## THE RECORDS:
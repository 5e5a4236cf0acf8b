use uuid::Uuid;

use crate::domain::customer::{
    BulkCreateResult, Customer, CustomerCreated, CustomerInput, NewCustomer,
};
use crate::domain::errors::DomainError;
use crate::domain::filters::CustomerFilter;
use crate::domain::ports::CustomerRepository;

pub struct CustomerService<R> {
    repo: R,
}

impl<R: CustomerRepository> CustomerService<R> {
    pub fn new(repo: R) -> Self {
        Self { repo }
    }

    pub fn create_customer(&self, input: CustomerInput) -> Result<CustomerCreated, DomainError> {
        let new = NewCustomer::try_from(&input)?;
        if self.repo.email_exists(&new.email)? {
            return Err(DomainError::validation("Email already exists"));
        }
        let customer = self.repo.insert(new)?;
        log::info!("Created customer {} <{}>", customer.id, customer.email);
        Ok(CustomerCreated {
            customer,
            message: "Customer created successfully".to_string(),
        })
    }

    /// Validates every record, then inserts the valid ones in a single
    /// transaction. Rejected records end up in `errors`; the rest are kept.
    pub fn bulk_create_customers(
        &self,
        inputs: Vec<CustomerInput>,
    ) -> Result<BulkCreateResult, DomainError> {
        let mut result = BulkCreateResult::default();
        let mut accepted = Vec::with_capacity(inputs.len());
        // Field errors per input, `None` where the record goes to the store.
        let mut field_errors = Vec::with_capacity(inputs.len());
        for input in &inputs {
            match NewCustomer::try_from(input) {
                Ok(new) => {
                    accepted.push(new);
                    field_errors.push(None);
                }
                Err(e) => field_errors.push(Some(e)),
            }
        }

        let mut outcomes = self.repo.insert_batch(accepted)?.into_iter();
        for (input, field_error) in inputs.iter().zip(field_errors) {
            let outcome = match field_error {
                Some(e) => Err(e),
                None => outcomes.next().unwrap_or_else(|| {
                    Err(DomainError::Internal("missing insert outcome".into()))
                }),
            };
            match outcome {
                Ok(customer) => result.customers.push(customer),
                Err(e @ DomainError::Validation(_)) => result.reject(&input.email, &e),
                Err(e) => {
                    log::error!("Bulk insert of {} failed: {}", input.email.trim(), e);
                    result.reject(&input.email, &e);
                }
            }
        }

        log::info!(
            "Bulk customer import: {} created, {} rejected",
            result.customers.len(),
            result.errors.len()
        );
        Ok(result)
    }

    pub fn get_customer(&self, id: Uuid) -> Result<Option<Customer>, DomainError> {
        self.repo.find_by_id(id)
    }

    pub fn list_customers(&self, filter: &CustomerFilter) -> Result<Vec<Customer>, DomainError> {
        self.repo.list(filter)
    }

    pub fn count_customers(&self) -> Result<i64, DomainError> {
        self.repo.count()
    }
}
use crate::domain::errors::DomainError;
use crate::domain::filters::ProductFilter;
use crate::domain::ports::ProductRepository;
use crate::domain::product::{
    NewProduct, Product, ProductInput, RestockResult, LOW_STOCK_THRESHOLD, RESTOCK_INCREMENT,
};

pub struct ProductService<R> {
    repo: R,
}

impl<R: ProductRepository> ProductService<R> {
    pub fn new(repo: R) -> Self {
        Self { repo }
    }

    pub fn create_product(&self, input: ProductInput) -> Result<Product, DomainError> {
        let product = self.repo.insert(NewProduct::try_from(&input)?)?;
        log::info!("Created product {} ({})", product.id, product.name);
        Ok(product)
    }

    pub fn list_products(&self, filter: &ProductFilter) -> Result<Vec<Product>, DomainError> {
        self.repo.list(filter)
    }

    /// Tops up every product below the low-stock threshold. Not idempotent:
    /// each run adds another increment to whatever is still below the line.
    pub fn update_low_stock_products(&self) -> Result<RestockResult, DomainError> {
        let products = self
            .repo
            .restock_below(LOW_STOCK_THRESHOLD, RESTOCK_INCREMENT)?;
        for p in &products {
            log::info!("Restocked {} to {}", p.name, p.stock);
        }
        Ok(RestockResult::new(products))
    }
}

## ACTIVITY:
Copy down the material exactly as written.

## RESULT FOR THIS TASK:
repository 5e5a4236cf0acf8b
use uuid::Uuid;

use crate::domain::customer::{
    BulkCreateResult, Customer, CustomerCreated, CustomerInput, NewCustomer,
};
use crate::domain::errors::DomainError;
use crate::domain::filters::CustomerFilter;
use crate::domain::ports::CustomerRepository;

pub struct CustomerService<R> {
    repo: R,
}

impl<R: CustomerRepository> CustomerService<R> {
    pub fn new(repo: R) -> Self {
        Self { repo }
    }

    pub fn create_customer(&self, input: CustomerInput) -> Result<CustomerCreated, DomainError> {
        let new = NewCustomer::try_from(&input)?;
        if self.repo.email_exists(&new.email)? {
            return Err(DomainError::validation("Email already exists"));
        }
        let customer = self.repo.insert(new)?;
        log::info!("Created customer {} <{}>", customer.id, customer.email);
        Ok(CustomerCreated {
            customer,
            message: "Customer created successfully".to_string(),
        })
    }

    /// Validates every record, then inserts the valid ones in a single
    /// transaction. Rejected records end up in `errors`; the rest are kept.
    pub fn bulk_create_customers(
        &self,
        inputs: Vec<CustomerInput>,
    ) -> Result<BulkCreateResult, DomainError> {
        let mut result = BulkCreateResult::default();
        let mut accepted = Vec::with_capacity(inputs.len());
        // Field errors per input, `None` where the record goes to the store.
        let mut field_errors = Vec::with_capacity(inputs.len());
        for input in &inputs {
            match NewCustomer::try_from(input) {
                Ok(new) => {
                    accepted.push(new);
                    field_errors.push(None);
                }
                Err(e) => field_errors.push(Some(e)),
            }
        }

        let mut outcomes = self.repo.insert_batch(accepted)?.into_iter();
        for (input, field_error) in inputs.iter().zip(field_errors) {
            let outcome = match field_error {
                Some(e) => Err(e),
                None => outcomes.next().unwrap_or_else(|| {
                    Err(DomainError::Internal("missing insert outcome".into()))
                }),
            };
            match outcome {
                Ok(customer) => result.customers.push(customer),
                Err(e @ DomainError::Validation(_)) => result.reject(&input.email, &e),
                Err(e) => {
                    log::error!("Bulk insert of {} failed: {}", input.email.trim(), e);
                    result.reject(&input.email, &e);
                }
            }
        }

        log::info!(
            "Bulk customer import: {} created, {} rejected",
            result.customers.len(),
            result.errors.len()
        );
        Ok(result)
    }

    pub fn get_customer(&self, id: Uuid) -> Result<Option<Customer>, DomainError> {
        self.repo.find_by_id(id)
    }

    pub fn list_customers(&self, filter: &CustomerFilter) -> Result<Vec<Customer>, DomainError> {
        self.repo.list(filter)
    }

    pub fn count_customers(&self) -> Result<i64, DomainError> {
        self.repo.count()
    }
}
use crate::domain::errors::DomainError;
use crate::domain::filters::ProductFilter;
use crate::domain::ports::ProductRepository;
use crate::domain::product::{
    NewProduct, Product, ProductInput, RestockResult, LOW_STOCK_THRESHOLD, RESTOCK_INCREMENT,
};

pub struct ProductService<R> {
    repo: R,
}

impl<R: ProductRepository> ProductService<R> {
    pub fn new(repo: R) -> Self {
        Self { repo }
    }

    pub fn create_product(&self, input: ProductInput) -> Result<Product, DomainError> {
        let product = self.repo.insert(NewProduct::try_from(&input)?)?;
        log::info!("Created product {} ({})", product.id, product.name);
        Ok(product)
    }

    pub fn list_products(&self, filter: &ProductFilter) -> Result<Vec<Product>, DomainError> {
        self.repo.list(filter)
    }

    /// Tops up every product below the low-stock threshold. Not idempotent:
    /// each run adds another increment to whatever is still below the line.
    pub fn update_low_stock_products(&self) -> Result<RestockResult, DomainError> {
        let products = self
            .repo
            .restock_below(LOW_STOCK_THRESHOLD, RESTOCK_INCREMENT)?;
        for p in &products {
            log::info!("Restocked {} to {}", p.name, p.stock);
        }
        Ok(RestockResult::new(products))
    }
}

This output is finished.